• YOUR GOAL: What lines of the data below include the word "unix"? Report them by copying each.

• SOURCE INFORMATION:

==================================================

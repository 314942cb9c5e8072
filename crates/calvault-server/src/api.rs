//! Calendar event API handlers.
//!
//! Provides `POST /api/events`, a read-only view over the raw event
//! strategy. Clients send scope filters and an optional time window. Raw SQL
//! conditions and ordering are not accepted over HTTP.

use crate::config::EventsConfig;
use crate::AppState;
use axum::{
    extract::Extension,
    http::StatusCode,
    response::{IntoResponse, Response},
    Json,
};
use calvault_events::{
    CalendarEvent, Dimension, EventQueryError, FilterSpec, RawEventRetrievalStrategy,
    RawEventsRequest, ScopeFilters, TimeWindow,
};
use serde::{Deserialize, Serialize};
use serde_json::Value;
use std::sync::Arc;

/// Errors returned by API handlers as JSON `{"error": ...}` bodies.
#[derive(Debug, thiserror::Error)]
pub enum ApiError {
    #[error("invalid input: {0}")]
    BadRequest(String),
    #[error("internal server error: {0}")]
    InternalServerError(String),
}

impl IntoResponse for ApiError {
    fn into_response(self) -> Response {
        let (status, message) = match self {
            ApiError::BadRequest(msg) => (StatusCode::BAD_REQUEST, msg),
            ApiError::InternalServerError(msg) => (StatusCode::INTERNAL_SERVER_ERROR, msg),
        };

        let body = Json(serde_json::json!({
            "error": message
        }));

        (status, body).into_response()
    }
}

impl From<EventQueryError> for ApiError {
    fn from(err: EventQueryError) -> Self {
        match err {
            EventQueryError::InvalidFilterSpec { .. }
            | EventQueryError::InvalidWindow { .. }
            | EventQueryError::ReservedParameter(_)
            | EventQueryError::DuplicateParameter(_) => ApiError::BadRequest(err.to_string()),
            // Module registration is not exposed over HTTP.
            EventQueryError::ModuleNotFound(_) | EventQueryError::Database(_) => {
                tracing::error!(error = %err, "event query failed");
                ApiError::InternalServerError("event query failed".to_string())
            }
        }
    }
}

/// Request body for `POST /api/events`.
///
/// Each dimension accepts `true` (all), `false`/`null`/absent (none), an id,
/// or a list of ids.
#[derive(Debug, Default, Deserialize)]
pub struct EventsQueryBody {
    #[serde(default)]
    pub users: Value,
    #[serde(default)]
    pub groups: Value,
    #[serde(default)]
    pub courses: Value,
    #[serde(default)]
    pub categories: Value,
    /// Window start, unix seconds.
    pub from: Option<i64>,
    /// Window end, unix seconds.
    pub to: Option<i64>,
    pub offset: Option<u32>,
    /// Page size; capped at the configured maximum.
    pub limit: Option<u32>,
    /// Include events whose own visibility flag is off.
    #[serde(default)]
    pub include_hidden: bool,
}

impl EventsQueryBody {
    /// Validates the body and turns it into a strategy request.
    ///
    /// # Errors
    ///
    /// Returns `ApiError::BadRequest` for malformed filters, too many filter
    /// ids, or an inverted window.
    pub fn into_request(self, limits: &EventsConfig) -> Result<RawEventsRequest, ApiError> {
        let filters = ScopeFilters {
            users: FilterSpec::from_value(Dimension::Users, &self.users)?,
            groups: FilterSpec::from_value(Dimension::Groups, &self.groups)?,
            courses: FilterSpec::from_value(Dimension::Courses, &self.courses)?,
            categories: FilterSpec::from_value(Dimension::Categories, &self.categories)?,
        };

        let id_count = filters.specific_id_count();
        if id_count > limits.max_filter_ids {
            return Err(ApiError::BadRequest(format!(
                "filters list {id_count} ids, at most {} are allowed",
                limits.max_filter_ids
            )));
        }

        let max_page_size = limits.max_page_size.max(1);
        let limit = match self.limit {
            Some(limit) if limit > 0 => limit.min(max_page_size),
            _ => max_page_size,
        };

        let mut request = RawEventsRequest {
            filters,
            ..RawEventsRequest::default()
        }
        .limit(limit)
        .ignore_hidden(!self.include_hidden);
        if let Some(offset) = self.offset {
            request = request.offset(offset);
        }

        Ok(TimeWindow::new(self.from, self.to).apply(request)?)
    }
}

/// Response for `POST /api/events`.
#[derive(Debug, Serialize, Deserialize)]
pub struct EventsResponse {
    /// Matching events in start order.
    pub events: Vec<CalendarEvent>,
    /// The number of events returned.
    pub count: usize,
}

/// Handler for `POST /api/events`.
pub async fn query_events_handler(
    Extension(state): Extension<Arc<AppState>>,
    Json(body): Json<EventsQueryBody>,
) -> Result<Json<EventsResponse>, ApiError> {
    let request = body.into_request(&state.limits)?;

    let pool = state.pool.clone();
    let strategy = Arc::clone(&state.strategy);
    let events = tokio::task::spawn_blocking(move || {
        let conn = pool
            .get()
            .map_err(|e| ApiError::InternalServerError(format!("database pool error: {e}")))?;
        strategy
            .get_raw_events(&conn, &request)
            .map_err(ApiError::from)
    })
    .await
    .map_err(|e| ApiError::InternalServerError(format!("task join error: {e}")))??;

    tracing::debug!(count = events.len(), "served calendar events");

    Ok(Json(EventsResponse {
        count: events.len(),
        events,
    }))
}

#[cfg(test)]
mod tests {
    use super::*;
    use serde_json::json;

    fn body(value: Value) -> EventsQueryBody {
        serde_json::from_value(value).expect("body should deserialize")
    }

    fn limits(max_page_size: u32, max_filter_ids: usize) -> EventsConfig {
        EventsConfig {
            max_page_size,
            max_filter_ids,
        }
    }

    #[test]
    fn limit_is_capped_and_defaulted() {
        let capped = body(json!({"users": true, "limit": 1000}))
            .into_request(&limits(50, 10))
            .unwrap();
        assert_eq!(capped.limit, Some(50));

        let defaulted = body(json!({"users": true}))
            .into_request(&limits(50, 10))
            .unwrap();
        assert_eq!(defaulted.limit, Some(50));
        assert!(defaulted.ignore_hidden);
    }

    #[test]
    fn zero_page_size_still_bounds_the_page() {
        let request = body(json!({"users": true, "limit": 20}))
            .into_request(&limits(0, 10))
            .unwrap();
        assert_eq!(request.limit, Some(1));
    }

    #[test]
    fn window_becomes_extra_conditions() {
        let request = body(json!({"courses": [2, 3], "from": 10, "to": 20, "include_hidden": true}))
            .into_request(&limits(100, 10))
            .unwrap();
        assert_eq!(request.filters.courses, FilterSpec::specific([2, 3]));
        assert_eq!(request.extra_conditions.len(), 2);
        assert!(!request.ignore_hidden);
    }

    #[test]
    fn invalid_filter_maps_to_bad_request() {
        let err = body(json!({"groups": {"id": 1}}))
            .into_request(&limits(100, 10))
            .unwrap_err();
        assert!(matches!(err, ApiError::BadRequest(msg) if msg.contains("groups")));
    }

    #[test]
    fn filter_id_limit_counts_every_dimension() {
        let at_limit = body(json!({"users": [1, 2], "courses": [3, 4, 5], "groups": true}))
            .into_request(&limits(100, 5));
        assert!(at_limit.is_ok());

        let err = body(json!({"users": [1, 2, 6], "courses": [3, 4, 5]}))
            .into_request(&limits(100, 5))
            .unwrap_err();
        assert!(matches!(err, ApiError::BadRequest(msg) if msg.contains("6 ids")));
    }

    #[test]
    fn query_errors_map_to_status_classes() {
        let duplicate: ApiError = EventQueryError::DuplicateParameter(":x".to_string()).into();
        assert!(matches!(duplicate, ApiError::BadRequest(_)));

        let missing: ApiError = EventQueryError::ModuleNotFound("forum".to_string()).into();
        assert!(matches!(missing, ApiError::InternalServerError(msg) if msg == "event query failed"));
    }
}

==================================================

• RESULT FOR THIS TASK:
    /// Window start, unix seconds.
    /// Window end, unix seconds.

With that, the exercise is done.